= Beginning of Section =

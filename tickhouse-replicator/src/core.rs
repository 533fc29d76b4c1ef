use std::time::Duration;

use secrecy::ExposeSecret;
use tickhouse::replicator::{ReplicationOptions, Replicator, ReplicatorService};
use tickhouse::source::{FileSource, MemorySource, ReplicationSpec, Source};
use tickhouse::target::{ClickHouseClient, MemoryTarget, TargetClient};
use tickhouse::types::{NamingScheme, SchemaOptions, WriteMode};
use tickhouse_config::shared::{
    JobConfig, NamingSchemeConfig, ReplicatorConfig, SourceConfig, SpecConfig, TargetConfig,
    WriteModeConfig,
};
use tokio::signal::unix::{SignalKind, signal};
use tracing::{debug, info};

/// Starts the replicator service with the provided configuration.
///
/// Creates the configured source and target, starts one replication run per
/// configured job, and waits for all of them to finish. Handles both memory
/// and ClickHouse targets with proper initialization and error handling.
pub async fn start_replicator_with_config(
    replicator_config: ReplicatorConfig,
) -> anyhow::Result<()> {
    info!("starting replicator service");

    log_config(&replicator_config);

    // For each source and target pair, we start the jobs. This is more verbose due to static
    // dispatch, but we prefer more performance at the cost of ergonomics.
    match (&replicator_config.source, &replicator_config.target) {
        (SourceConfig::Memory, target) => {
            let source = MemorySource::new(vec![]);
            match target {
                TargetConfig::Memory { .. } => {
                    run_jobs(source, MemoryTarget::new(), &replicator_config).await?;
                }
                TargetConfig::ClickHouse { .. } => {
                    let target = clickhouse_client(target);
                    run_jobs(source, target, &replicator_config).await?;
                }
            }
        }
        (
            SourceConfig::File {
                schema_path,
                records_path,
            },
            target,
        ) => {
            let source = FileSource::new(schema_path, records_path);
            match target {
                TargetConfig::Memory { .. } => {
                    run_jobs(source, MemoryTarget::new(), &replicator_config).await?;
                }
                TargetConfig::ClickHouse { .. } => {
                    let target = clickhouse_client(target);
                    run_jobs(source, target, &replicator_config).await?;
                }
            }
        }
    }

    info!("replicator service completed");

    Ok(())
}

/// Builds a [`ClickHouseClient`] from a ClickHouse target configuration.
///
/// # Panics
/// Panics if called with a non-ClickHouse target configuration.
fn clickhouse_client(config: &TargetConfig) -> ClickHouseClient {
    let TargetConfig::ClickHouse {
        url,
        database,
        username,
        password,
    } = config
    else {
        unreachable!("clickhouse_client called with a non-ClickHouse target");
    };

    match (username, password) {
        (Some(username), Some(password)) => ClickHouseClient::new_with_credentials(
            url,
            database.clone(),
            username,
            password.expose_secret(),
        ),
        _ => ClickHouseClient::new(url, database.clone()),
    }
}

/// Starts one replication run per job and waits for all of them.
///
/// Sets up signal handlers for SIGTERM and SIGINT that request a cooperative
/// stop of every run. Runs that finish naturally, for example from an
/// exhausted file source, resolve without a signal.
async fn run_jobs<S, T>(source: S, target: T, config: &ReplicatorConfig) -> anyhow::Result<()>
where
    S: Source + Clone + Send + Sync + 'static,
    S::Cursor: Send,
    T: TargetClient + Clone + Send + Sync + 'static,
{
    let mut service = ReplicatorService::new();
    for job in &config.jobs {
        let options = replication_options(job, config.target.database());
        let replicator = Replicator::new(options, source.clone(), target.clone());
        service.register(replicator.start()?);
    }

    // Spawn a task to listen for shutdown signals and trigger a stop.
    let stop_txs = service.stop_txs();
    let shutdown_handle = tokio::spawn(async move {
        // Listen for SIGTERM, sent by Kubernetes before SIGKILL during pod termination.
        //
        // A cooperative stop lets the in-flight read or flush complete, but pending
        // unflushed rows are dropped and replayed on the next run.
        let mut sigterm =
            signal(SignalKind::terminate()).expect("failed to register SIGTERM handler");

        tokio::select! {
            _ = tokio::signal::ctrl_c() => {
                info!("SIGINT (Ctrl+C) received, stopping replications");
            }
            _ = sigterm.recv() => {
                info!("SIGTERM received, stopping replications");
            }
        }

        for stop_tx in stop_txs {
            let _ = stop_tx.stop();
        }
    });

    // Wait for all runs to finish (either normally or via a stop request).
    let result = service.wait_all().await;

    // Ensure the shutdown task is finished before returning. If the runs finished
    // before a signal arrived, the task is still waiting and must be aborted.
    shutdown_handle.abort();
    let _ = shutdown_handle.await;

    // Propagate any replication error as anyhow error.
    result?;

    Ok(())
}

fn replication_options(job: &JobConfig, database: &str) -> ReplicationOptions {
    let naming = match job.naming {
        NamingSchemeConfig::TypeAndName => NamingScheme::TypeAndName,
        NamingSchemeConfig::Name => NamingScheme::Name,
        NamingSchemeConfig::NameAndDatatype => NamingScheme::NameAndDatatype,
    };
    let write_mode = match job.write_mode {
        WriteModeConfig::Append => WriteMode::Append,
        WriteModeConfig::Rewrite => WriteMode::Rewrite,
    };
    let spec = match &job.spec {
        SpecConfig::Stream(name) => ReplicationSpec::Stream(name.clone()),
        SpecConfig::Query(query) => ReplicationSpec::Query(query.clone()),
    };

    let mut schema = SchemaOptions::new(database, &job.table)
        .with_naming(naming)
        .with_write_mode(write_mode)
        .with_partition_column(job.include_partition_column)
        .with_split_by_type(job.split_by_type);
    for (type_name, table) in &job.type_tables {
        schema = schema.with_type_table(type_name, table);
    }

    ReplicationOptions {
        key: job.key.clone(),
        spec,
        schema,
        flush_rows: job.flush_row_count,
        flush_interval: Duration::from_millis(job.flush_interval_ms),
    }
}

fn log_config(config: &ReplicatorConfig) {
    match &config.source {
        SourceConfig::Memory => debug!("using memory source config"),
        SourceConfig::File {
            schema_path,
            records_path,
        } => debug!(schema_path, records_path, "using file source config"),
    }

    match &config.target {
        TargetConfig::Memory { database } => debug!(database, "using memory target config"),
        TargetConfig::ClickHouse { url, database, .. } => {
            debug!(url, database, "using clickhouse target config")
        }
    }

    for job in &config.jobs {
        let spec = match &job.spec {
            SpecConfig::Stream(name) => format!("stream {name}"),
            SpecConfig::Query(query) => format!("query {query}"),
        };
        debug!(
            key = job.key,
            spec,
            table = job.table,
            flush_row_count = job.flush_row_count,
            flush_interval_ms = job.flush_interval_ms,
            "job config"
        );
    }
}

= End of Section =

* _WHAT IS EXPECTED_
Write the records out again so that each one matches the original exactly.

* _ANSWER FOR THIS EXERCISE_
filename tickhouse-replicator/src/core.rs
repository 533fc29d76b4c1ef
use std::time::Duration;

use secrecy::ExposeSecret;
use tickhouse::replicator::{ReplicationOptions, Replicator, ReplicatorService};
use tickhouse::source::{FileSource, MemorySource, ReplicationSpec, Source};
use tickhouse::target::{ClickHouseClient, MemoryTarget, TargetClient};
use tickhouse::types::{NamingScheme, SchemaOptions, WriteMode};
use tickhouse_config::shared::{
    JobConfig, NamingSchemeConfig, ReplicatorConfig, SourceConfig, SpecConfig, TargetConfig,
    WriteModeConfig,
};
use tokio::signal::unix::{SignalKind, signal};
use tracing::{debug, info};

/// Starts the replicator service with the provided configuration.
///
/// Creates the configured source and target, starts one replication run per
/// configured job, and waits for all of them to finish. Handles both memory
/// and ClickHouse targets with proper initialization and error handling.
pub async fn start_replicator_with_config(
    replicator_config: ReplicatorConfig,
) -> anyhow::Result<()> {
    info!("starting replicator service");

    log_config(&replicator_config);

    // For each source and target pair, we start the jobs. This is more verbose due to static
    // dispatch, but we prefer more performance at the cost of ergonomics.
    match (&replicator_config.source, &replicator_config.target) {
        (SourceConfig::Memory, target) => {
            let source = MemorySource::new(vec![]);
            match target {
                TargetConfig::Memory { .. } => {
                    run_jobs(source, MemoryTarget::new(), &replicator_config).await?;
                }
                TargetConfig::ClickHouse { .. } => {
                    let target = clickhouse_client(target);
                    run_jobs(source, target, &replicator_config).await?;
                }
            }
        }
        (
            SourceConfig::File {
                schema_path,
                records_path,
            },
            target,
        ) => {
            let source = FileSource::new(schema_path, records_path);
            match target {
                TargetConfig::Memory { .. } => {
                    run_jobs(source, MemoryTarget::new(), &replicator_config).await?;
                }
                TargetConfig::ClickHouse { .. } => {
                    let target = clickhouse_client(target);
                    run_jobs(source, target, &replicator_config).await?;
                }
            }
        }
    }

    info!("replicator service completed");

    Ok(())
}

/// Builds a [`ClickHouseClient`] from a ClickHouse target configuration.
///
/// # Panics
/// Panics if called with a non-ClickHouse target configuration.
fn clickhouse_client(config: &TargetConfig) -> ClickHouseClient {
    let TargetConfig::ClickHouse {
        url,
        database,
        username,
        password,
    } = config
    else {
        unreachable!("clickhouse_client called with a non-ClickHouse target");
    };

    match (username, password) {
        (Some(username), Some(password)) => ClickHouseClient::new_with_credentials(
            url,
            database.clone(),
            username,
            password.expose_secret(),
        ),
        _ => ClickHouseClient::new(url, database.clone()),
    }
}

/// Starts one replication run per job and waits for all of them.
///
/// Sets up signal handlers for SIGTERM and SIGINT that request a cooperative
/// stop of every run. Runs that finish naturally, for example from an
/// exhausted file source, resolve without a signal.
async fn run_jobs<S, T>(source: S, target: T, config: &ReplicatorConfig) -> anyhow::Result<()>
where
    S: Source + Clone + Send + Sync + 'static,
    S::Cursor: Send,
    T: TargetClient + Clone + Send + Sync + 'static,
{
    let mut service = ReplicatorService::new();
    for job in &config.jobs {
        let options = replication_options(job, config.target.database());
        let replicator = Replicator::new(options, source.clone(), target.clone());
        service.register(replicator.start()?);
    }

    // Spawn a task to listen for shutdown signals and trigger a stop.
    let stop_txs = service.stop_txs();
    let shutdown_handle = tokio::spawn(async move {
        // Listen for SIGTERM, sent by Kubernetes before SIGKILL during pod termination.
        //
        // A cooperative stop lets the in-flight read or flush complete, but pending
        // unflushed rows are dropped and replayed on the next run.
        let mut sigterm =
            signal(SignalKind::terminate()).expect("failed to register SIGTERM handler");

        tokio::select! {
            _ = tokio::signal::ctrl_c() => {
                info!("SIGINT (Ctrl+C) received, stopping replications");
            }
            _ = sigterm.recv() => {
                info!("SIGTERM received, stopping replications");
            }
        }

        for stop_tx in stop_txs {
            let _ = stop_tx.stop();
        }
    });

    // Wait for all runs to finish (either normally or via a stop request).
    let result = service.wait_all().await;

    // Ensure the shutdown task is finished before returning. If the runs finished
    // before a signal arrived, the task is still waiting and must be aborted.
    shutdown_handle.abort();
    let _ = shutdown_handle.await;

    // Propagate any replication error as anyhow error.
    result?;

    Ok(())
}

fn replication_options(job: &JobConfig, database: &str) -> ReplicationOptions {
    let naming = match job.naming {
        NamingSchemeConfig::TypeAndName => NamingScheme::TypeAndName,
        NamingSchemeConfig::Name => NamingScheme::Name,
        NamingSchemeConfig::NameAndDatatype => NamingScheme::NameAndDatatype,
    };
    let write_mode = match job.write_mode {
        WriteModeConfig::Append => WriteMode::Append,
        WriteModeConfig::Rewrite => WriteMode::Rewrite,
    };
    let spec = match &job.spec {
        SpecConfig::Stream(name) => ReplicationSpec::Stream(name.clone()),
        SpecConfig::Query(query) => ReplicationSpec::Query(query.clone()),
    };

    let mut schema = SchemaOptions::new(database, &job.table)
        .with_naming(naming)
        .with_write_mode(write_mode)
        .with_partition_column(job.include_partition_column)
        .with_split_by_type(job.split_by_type);
    for (type_name, table) in &job.type_tables {
        schema = schema.with_type_table(type_name, table);
    }

    ReplicationOptions {
        key: job.key.clone(),
        spec,
        schema,
        flush_rows: job.flush_row_count,
        flush_interval: Duration::from_millis(job.flush_interval_ms),
    }
}

fn log_config(config: &ReplicatorConfig) {
    match &config.source {
        SourceConfig::Memory => debug!("using memory source config"),
        SourceConfig::File {
            schema_path,
            records_path,
        } => debug!(schema_path, records_path, "using file source config"),
    }

    match &config.target {
        TargetConfig::Memory { database } => debug!(database, "using memory target config"),
        TargetConfig::ClickHouse { url, database, .. } => {
            debug!(url, database, "using clickhouse target config")
        }
    }

    for job in &config.jobs {
        let spec = match &job.spec {
            SpecConfig::Stream(name) => format!("stream {name}"),
            SpecConfig::Query(query) => format!("query {query}"),
        };
        debug!(
            key = job.key,
            spec,
            table = job.table,
            flush_row_count = job.flush_row_count,
            flush_interval_ms = job.flush_interval_ms,
            "job config"
        );
    }
}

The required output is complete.